• **WHAT THE EXERCISE ASKS**
For this exercise, repeat each entry exactly as written.
+++ SUPPLIED INFORMATION +++
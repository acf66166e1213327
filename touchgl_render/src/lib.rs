// Copyright 2026 the touchgl Authors
// SPDX-License-Identifier: Apache-2.0 OR MIT

//! Render host and graphics context contract for touchgl.
//!
//! This crate sits between the platform's render-thread callbacks and the
//! application's drawing code. It defines:
//!
//! - [`GraphicsContext`]: the handful of OpenGL ES 3.0 calls the host issues,
//!   so a real GL binding and a test double are interchangeable
//! - [`RenderHost`]: the created/changed/draw lifecycle plus the `clear` and
//!   `draw` primitives the application calls from its draw callback
//! - [`RenderLifecycle`]: the callbacks the application implements
//! - [`GraphicsError`] and [`HostError`]: the only failure modes
//! - [`Framebuffer`], [`MeshHandle`], [`Shader`]: opaque handles to
//!   context-owned resources
//!
//! The host never allocates or frees graphics resources; it only binds them.
//!
//! # Frame flow
//!
//! ```text
//!   surface_created ──► enable(Blend) ──► check ──► on_surface_created
//!   surface_changed ──► store viewport ──────────► on_surface_changed
//!   draw_frame ──► clear(default, black) ────────► on_draw_frame
//!                                                     │
//!                                    clear / draw / draw_to (any order)
//! ```
//!
//! # Crate features
//!
//! - `std` (disabled by default): Enables `std` support in dependencies.

#![no_std]
#![cfg_attr(docsrs, feature(doc_auto_cfg))]

extern crate alloc;

mod context;
mod error;
mod host;
pub mod recording;
mod resource;
mod target;

pub use context::{BlendFactor, Capability, ClearMask, Color, GraphicsContext};
pub use error::{ErrorCode, GraphicsError, HostError, check};
pub use host::{RenderHost, RenderLifecycle};
pub use resource::{BlendState, Framebuffer, FramebufferId, MeshHandle, Shader, ShaderHandle};
pub use target::TargetBinding;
+++
• **REPLY**
repository acf66166e1213327
filename touchgl_render/src/lib.rs
// Copyright 2026 the touchgl Authors
// SPDX-License-Identifier: Apache-2.0 OR MIT

//! Render host and graphics context contract for touchgl.
//!
//! This crate sits between the platform's render-thread callbacks and the
//! application's drawing code. It defines:
//!
//! - [`GraphicsContext`]: the handful of OpenGL ES 3.0 calls the host issues,
//!   so a real GL binding and a test double are interchangeable
//! - [`RenderHost`]: the created/changed/draw lifecycle plus the `clear` and
//!   `draw` primitives the application calls from its draw callback
//! - [`RenderLifecycle`]: the callbacks the application implements
//! - [`GraphicsError`] and [`HostError`]: the only failure modes
//! - [`Framebuffer`], [`MeshHandle`], [`Shader`]: opaque handles to
//!   context-owned resources
//!
//! The host never allocates or frees graphics resources; it only binds them.
//!
//! # Frame flow
//!
//! ```text
//!   surface_created ──► enable(Blend) ──► check ──► on_surface_created
//!   surface_changed ──► store viewport ──────────► on_surface_changed
//!   draw_frame ──► clear(default, black) ────────► on_draw_frame
//!                                                     │
//!                                    clear / draw / draw_to (any order)
//! ```
//!
//! # Crate features
//!
//! - `std` (disabled by default): Enables `std` support in dependencies.

#![no_std]
#![cfg_attr(docsrs, feature(doc_auto_cfg))]

extern crate alloc;

mod context;
mod error;
mod host;
pub mod recording;
mod resource;
mod target;

pub use context::{BlendFactor, Capability, ClearMask, Color, GraphicsContext};
pub use error::{ErrorCode, GraphicsError, HostError, check};
pub use host::{RenderHost, RenderLifecycle};
pub use resource::{BlendState, Framebuffer, FramebufferId, MeshHandle, Shader, ShaderHandle};
pub use target::TargetBinding;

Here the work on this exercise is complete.